Snyder also said the state plans to begin enrolling 14,000 Flint children and
1,000 pregnant women next Monday in an expanded Medicaid program.
The Detroit News reported Monday
the Republican-controlled Legislature has taken two months to approve Snyder’s
request for the additional health coverage assistance for Flint families
potentially exposed to high levels of toxic lead.
“I think that’s another major step forward,” Snyder told reporters.
The Republican governor is trying to encourage residents to drink Flint’s water
with the use of properly maintained faucet filters.
“The research shows drinking filtered water is safe, even at high lead levels,”
Snyder said.
While Snyder was wooing foreign investment across Europe last week, Weaver was
in Lansing trying to lobby for more money to remove thousands of residential
water pipelines blamed for leaching lead into the city’s drinking water over
the past two years.
Snyder said the state gave the city $2 million to remove up to 500 lead service
lines.
“We need to continue getting the lead service lines out,” Snyder said.

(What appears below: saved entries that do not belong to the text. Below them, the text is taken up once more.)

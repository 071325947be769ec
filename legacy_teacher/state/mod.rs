//! Application state management
//!
//! This module contains managed state types for the Tauri application.
//! State types are Tauri-agnostic where possible and focus on thread-safe
//! management of application resources.

mod oauth_state;
mod sync_manager;

pub use oauth_state::OAuthState;
pub use sync_manager::SyncManager;
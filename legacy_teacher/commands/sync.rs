
use crate::adapters::sqlite;
use crate::error::EddieError;
use crate::services::logger;

#[tauri::command]
pub async fn sync_now(
    wake_tx: tauri::State<'_, tokio::sync::mpsc::Sender<()>>,
) -> Result<String, EddieError> {
    logger::info("Manual sync triggered");
    let _ = wake_tx.send(()).await;
    Ok("Sync triggered".to_string())
}

#[derive(serde::Serialize)]
pub struct TaskStatus {
    pub name: String,
    pub status: String,
}

#[derive(serde::Serialize)]
pub struct TrustContact {
    pub name: String,
    pub email: String,
    pub message_count: i32,
}

#[derive(serde::Serialize)]
pub struct OnboardingStatus {
    pub tasks: Vec<TaskStatus>,
    pub message_count: usize,
    pub trust_contacts: Vec<TrustContact>,
    pub trust_contact_count: usize,
    pub is_complete: bool,
}

#[tauri::command]
pub async fn get_onboarding_status(
    pool: tauri::State<'_, sqlite::DbPool>,
    account_id: String,
) -> Result<OnboardingStatus, EddieError> {
    let tasks = sqlite::onboarding_tasks::get_tasks(&pool, &account_id)?;
    let message_count = sqlite::messages::count_messages(&pool, &account_id)?;
    let trust_contacts_raw = sqlite::conversations::get_trust_contacts(&pool, &account_id)?;
    let trust_contact_count = sqlite::conversations::count_trust_contacts(&pool, &account_id)?;

    let all_done = !tasks.is_empty() && tasks.iter().all(|t| t.status == "done");
    let is_complete = all_done || message_count >= 600;

    let task_statuses: Vec<TaskStatus> = tasks
        .iter()
        .map(|t| TaskStatus {
            name: t.name.clone(),
            status: t.status.clone(),
        })
        .collect();

    let trust_contacts: Vec<TrustContact> = trust_contacts_raw
        .into_iter()
        .map(|c| TrustContact {
            name: c.name,
            email: c.email,
            message_count: c.message_count,
        })
        .collect();

    Ok(OnboardingStatus {
        tasks: task_statuses,
        message_count,
        trust_contacts,
        trust_contact_count,
        is_complete,
    })
}/// Rebuild all conversations for an account from the messages table.
///
/// Groups messages by conversation_id, aggregates participant names,
/// picks the latest message as preview, and upserts into conversations.
/// Preserves user preferences (is_muted, is_pinned) on existing conversations.
pub fn rebuild_conversations(pool: &DbPool, account_id: &str) -> Result<usize, EddieError> {
    let conn = pool.get()?;
    let self_emails = super::entities::get_self_emails(pool, account_id)?;
    let sender_names = name_lookup(pool, account_id)?;

    // ========================================
    // PHASE 1: Thread detection + assignments
    // ========================================

    struct ThreadMsg {
        db_id: String,
        message_id: String,
        in_reply_to: Option<String>,
        references: Vec<String>,
        date: i64,
        from_address: String,
        to_addresses: Vec<String>,
        cc_addresses: Vec<String>,
    }

    let thread_msgs: Vec<ThreadMsg> = {
        let mut stmt = conn.prepare(
            "SELECT id, message_id, in_reply_to, references_ids,
                    date, from_address, to_addresses, cc_addresses
            FROM messages WHERE account_id = ?1
            ORDER BY date ASC"
        )?;

        let rows = stmt.query_map(params![account_id], |row| {
            let refs_json: String = row.get(3)?;
            let to_json: String = row.get(6)?;
            let cc_json: String = row.get(7)?;
            Ok(ThreadMsg {
                db_id: row.get(0)?,
                message_id: row.get(1)?,
                in_reply_to: row.get(2)?,
                references: serde_json::from_str(&refs_json).unwrap_or_default(),
                date: row.get(4)?,
                from_address: row.get(5)?,
                to_addresses: serde_json::from_str(&to_json).unwrap_or_default(),
                cc_addresses: serde_json::from_str(&cc_json).unwrap_or_default(),
            })
        })?;

        rows.filter_map(|r| r.ok()).collect()
    };

    // Build threads via union-find
    let mut uf = UnionFind::new();
    for msg in &thread_msgs {
        if let Some(ref reply_to) = msg.in_reply_to {
            uf.union(&msg.message_id, reply_to);
        }
        for ref_id in &msg.references {
            uf.union(&msg.message_id, ref_id);
        }
    }

    // Group messages by thread root
    // Handle empty message_id: use db_id to avoid merging all no-ID messages
    let mut threads: HashMap<String, Vec<&ThreadMsg>> = HashMap::new();
    for msg in &thread_msgs {
        let root = if msg.message_id.is_empty() {
            msg.db_id.clone()
        } else {
            uf.find(&msg.message_id)
        };
        threads.entry(root).or_default().push(msg);
    }

    // Per-thread: compute participant union + participant changes
    // Maps db_id → (participant_key, conversation_id, participant_changes, thread_id)
    let mut msg_assignments: HashMap<String, (String, String, Option<String>, String)> = HashMap::new();

    for (root, msgs) in &threads {
        // Compute thread_id from thread root
        let thread_id = compute_thread_id(root);

        // Union of all participants across the thread
        let mut all_participants: BTreeSet<String> = BTreeSet::new();
        for msg in msgs {
            let p = collect_participants(
                &msg.from_address, &msg.to_addresses, &msg.cc_addresses, &self_emails,
            );
            all_participants.extend(p);
        }

        let participant_key = all_participants.into_iter().collect::<Vec<_>>().join("\n");
        let conversation_id = compute_conversation_id(&participant_key);

        // Compute participant changes per message (sorted by date)
        let mut sorted: Vec<&&ThreadMsg> = msgs.iter().collect();
        sorted.sort_by_key(|m| m.date);

        let mut prev_participants: BTreeSet<String> = BTreeSet::new();

        for (i, msg) in sorted.iter().enumerate() {
            let current_participants = collect_participants(
                &msg.from_address, &msg.to_addresses, &msg.cc_addresses, &self_emails,
            );

            let changes = if i > 0 {
                let added: Vec<&String> = current_participants.difference(&prev_participants).collect();
                let removed: Vec<&String> = prev_participants.difference(&current_participants).collect();

                if !added.is_empty() || !removed.is_empty() {
                    Some(serde_json::json!({
                        "added": added,
                        "removed": removed,
                    }).to_string())
                } else {
                    None
                }
            } else {
                None
            };

            msg_assignments.insert(
                msg.db_id.clone(),
                (participant_key.clone(), conversation_id.clone(), changes, thread_id.clone()),
            );

            prev_participants = current_participants;
        }
    }

    // Write thread assignments back to messages
    {
        let tx = conn.unchecked_transaction()?;
        for (db_id, (pkey, conv_id, changes, thread_id)) in &msg_assignments {
            tx.execute(
                "UPDATE messages SET participant_key = ?1, conversation_id = ?2, participant_changes = ?3, thread_id = ?4
                 WHERE id = ?5",
                params![pkey, conv_id, changes, thread_id, db_id],
            )?;
        }
        tx.commit()?;
    }

    // ========================================
    // PHASE 2: Aggregate conversations
    // ========================================

    let conv_map = {
        let mut stmt = conn
            .prepare(
                "SELECT m.conversation_id, m.participant_key, m.date, m.subject,
                        m.from_address, m.from_name, m.classification, m.is_important,
                        m.imap_flags,
                        CASE WHEN e.id IS NOT NULL THEN 1 ELSE 0 END AS is_trusted
                 FROM messages m
                 LEFT JOIN entities e ON e.email = m.from_address AND e.account_id = m.account_id
                                       AND e.trust_level NOT IN ('user', 'alias')
                 WHERE m.account_id = ?1
                 ORDER BY m.conversation_id, m.date DESC",
            )?;

        let rows = stmt
            .query_map(params![account_id], |row| {
                Ok((
                    row.get::<_, String>(0)?,    // conversation_id
                    row.get::<_, String>(1)?,    // participant_key
                    row.get::<_, i64>(2)?,       // date
                    row.get::<_, Option<String>>(3)?, // subject
                    row.get::<_, String>(4)?,    // from_address
                    row.get::<_, Option<String>>(5)?, // from_name
                    row.get::<_, Option<String>>(6)?, // classification
                    row.get::<_, i32>(7)?,       // is_important
                    row.get::<_, String>(8)?,    // imap_flags
                    row.get::<_, i32>(9)?,       // is_trusted
                ))
            })?;

        let mut map: HashMap<String, ConversationBuilder> = HashMap::new();
        for row in rows {
            let (conv_id, participant_key, date, subject, _from_address, _from_name,
                 classification, is_important, imap_flags, is_trusted) =
                row?;

            let builder = map.entry(conv_id.clone()).or_insert_with(|| {
                ConversationBuilder {
                    id: conv_id,
                    participant_key,
                    last_message_date: date,
                    last_message_preview: subject,
                    has_chat: false,
                    has_trusted: false,
                    has_important: false,
                    unread_count: 0,
                    total_count: 0,
                    names: BTreeMap::new(),
                }
            });

            if classification.as_deref() == Some("chat") {
                builder.has_chat = true;
            }
            if is_trusted != 0 {
                builder.has_trusted = true;
            }
            if is_important != 0 {
                builder.has_important = true;
            }
            let flags: Vec<String> = serde_json::from_str(&imap_flags).unwrap_or_default();
            if !flags.iter().any(|f| f == "Seen") {
                builder.unread_count += 1;
            }
            builder.total_count += 1;
        }
        map
    };

    // Populate participant names from lookup
    let mut conv_map = conv_map; // make mutable
    for builder in conv_map.values_mut() {
        let mut names: BTreeMap<String, String> = BTreeMap::new();
        for addr in builder.participant_key.split('\n') {
            if !addr.is_empty() && !is_self(addr, &self_emails) {
                let name = sender_names.get(addr).cloned()
                    .unwrap_or_else(|| addr.to_string());
                names.insert(addr.to_string(), name);
            }
        }
        builder.names = names;
    }

    // ========================================
    // PHASE 3: Upsert conversations
    // ========================================

    let tx = conn.unchecked_transaction()?;

    // Clear old conversations and rebuild fresh
    tx.execute(
        "DELETE FROM conversations WHERE account_id = ?1",
        params![account_id],
    )?;

    let now = chrono::Utc::now().timestamp_millis();
    let mut count = 0;

    for builder in conv_map.values() {
        let names_json = serde_json::to_string(&builder.names).ok();

        let classification = if builder.has_chat && builder.has_trusted {
            Some("connections")
        } else if builder.has_chat {
            Some("others")
        } else {
            Some("automated")
        };

        tx.execute(
            "INSERT INTO conversations (
                id, account_id, participant_key, participant_names,
                classification, last_message_date, last_message_preview,
                unread_count, total_count, is_muted, is_pinned, is_important, updated_at
            ) VALUES (?1, ?2, ?3, ?4, ?5, ?6, ?7, ?8, ?9, 0, 0, ?10, ?11)",
            params![
                builder.id,
                account_id,
                builder.participant_key,
                names_json,
                classification,
                builder.last_message_date,
                builder.last_message_preview,
                builder.unread_count,
                builder.total_count,
                builder.has_important,
                now,
            ],
        )?;

        count += 1;
    }

    tx.commit()?;
    Ok(count)
}
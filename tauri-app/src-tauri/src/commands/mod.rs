pub mod accounts;
pub mod envelopes;
pub mod folders;
pub mod messages;
pub mod flags;
pub mod config;

pub use accounts::*;
pub use envelopes::*;
pub use folders::*;
pub use messages::*;
pub use flags::*;
pub use config::*;
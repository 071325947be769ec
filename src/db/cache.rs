//! Row cache keyed by table name (spec §4.1). Whole-table caching covers
//! `accounts`, `contacts`, `conversations`, `contactgroups`, `transfers`,
//! `smses`, `videos`, `calls`; `messages` caches only full-range per-chat
//! fetches, keyed additionally by conversation id.

use std::collections::HashMap;
use std::sync::{Arc, RwLock};

use serde_json::Value;

#[derive(Default)]
pub struct RowCache {
    tables: RwLock<HashMap<String, Arc<Vec<Value>>>>,
    messages_by_chat: RwLock<HashMap<i64, Arc<Vec<Value>>>>,
}

impl RowCache {
    pub fn new() -> Self {
        Self::default()
    }

    pub fn get_table(&self, table: &str) -> Option<Arc<Vec<Value>>> {
        self.tables.read().unwrap().get(table).cloned()
    }

    pub fn put_table(&self, table: &str, rows: Vec<Value>) {
        self.tables
            .write()
            .unwrap()
            .insert(table.to_string(), Arc::new(rows));
    }

    pub fn get_chat_messages(&self, convo_id: i64) -> Option<Arc<Vec<Value>>> {
        self.messages_by_chat.read().unwrap().get(&convo_id).cloned()
    }

    pub fn put_chat_messages(&self, convo_id: i64, rows: Vec<Value>) {
        self.messages_by_chat
            .write()
            .unwrap()
            .insert(convo_id, Arc::new(rows));
    }

    /// Evicts a whole table, or a whole chat's message cache when `table`
    /// is `"messages"` and `convo_id` is given. Passing no `convo_id` for
    /// `"messages"` clears every chat's cached messages.
    pub fn clear_cache_rows(&self, table: &str, convo_id: Option<i64>) {
        if table.eq_ignore_ascii_case("messages") {
            match convo_id {
                Some(id) => {
                    self.messages_by_chat.write().unwrap().remove(&id);
                }
                None => self.messages_by_chat.write().unwrap().clear(),
            }
        } else {
            self.tables.write().unwrap().remove(table);
        }
    }

    pub fn clear_all(&self) {
        self.tables.write().unwrap().clear();
        self.messages_by_chat.write().unwrap().clear();
    }
}

#[cfg(test)]
mod tests {
    use super::*;
    use serde_json::json;

    #[test]
    fn table_cache_round_trips() {
        let cache = RowCache::new();
        assert!(cache.get_table("contacts").is_none());
        cache.put_table("contacts", vec![json!({"skypename": "alice"})]);
        let rows = cache.get_table("contacts").unwrap();
        assert_eq!(rows.len(), 1);
        cache.clear_cache_rows("contacts", None);
        assert!(cache.get_table("contacts").is_none());
    }

    #[test]
    fn message_cache_is_keyed_by_chat() {
        let cache = RowCache::new();
        cache.put_chat_messages(1, vec![json!({"id": 1})]);
        cache.put_chat_messages(2, vec![json!({"id": 2})]);
        cache.clear_cache_rows("messages", Some(1));
        assert!(cache.get_chat_messages(1).is_none());
        assert!(cache.get_chat_messages(2).is_some());
    }
}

Flint has replaced 33 lead service lines since March through Weaver’s Fast
Start initiative, spokeswoman Kristin Moore said Monday.
The city is taking bids from contractors to remove and replace another 400 lead
service lines that connect homes to water main pipelines along streets,
Moore said.
Weaver has said the city needs $55 million to replace all of Flint’s lead
service lines.
“It no doubt would lower the per-home cost to replace the pipes if contractors
were bidding on $55 million worth of work rather than $2 million,” Moore
said in an email Monday.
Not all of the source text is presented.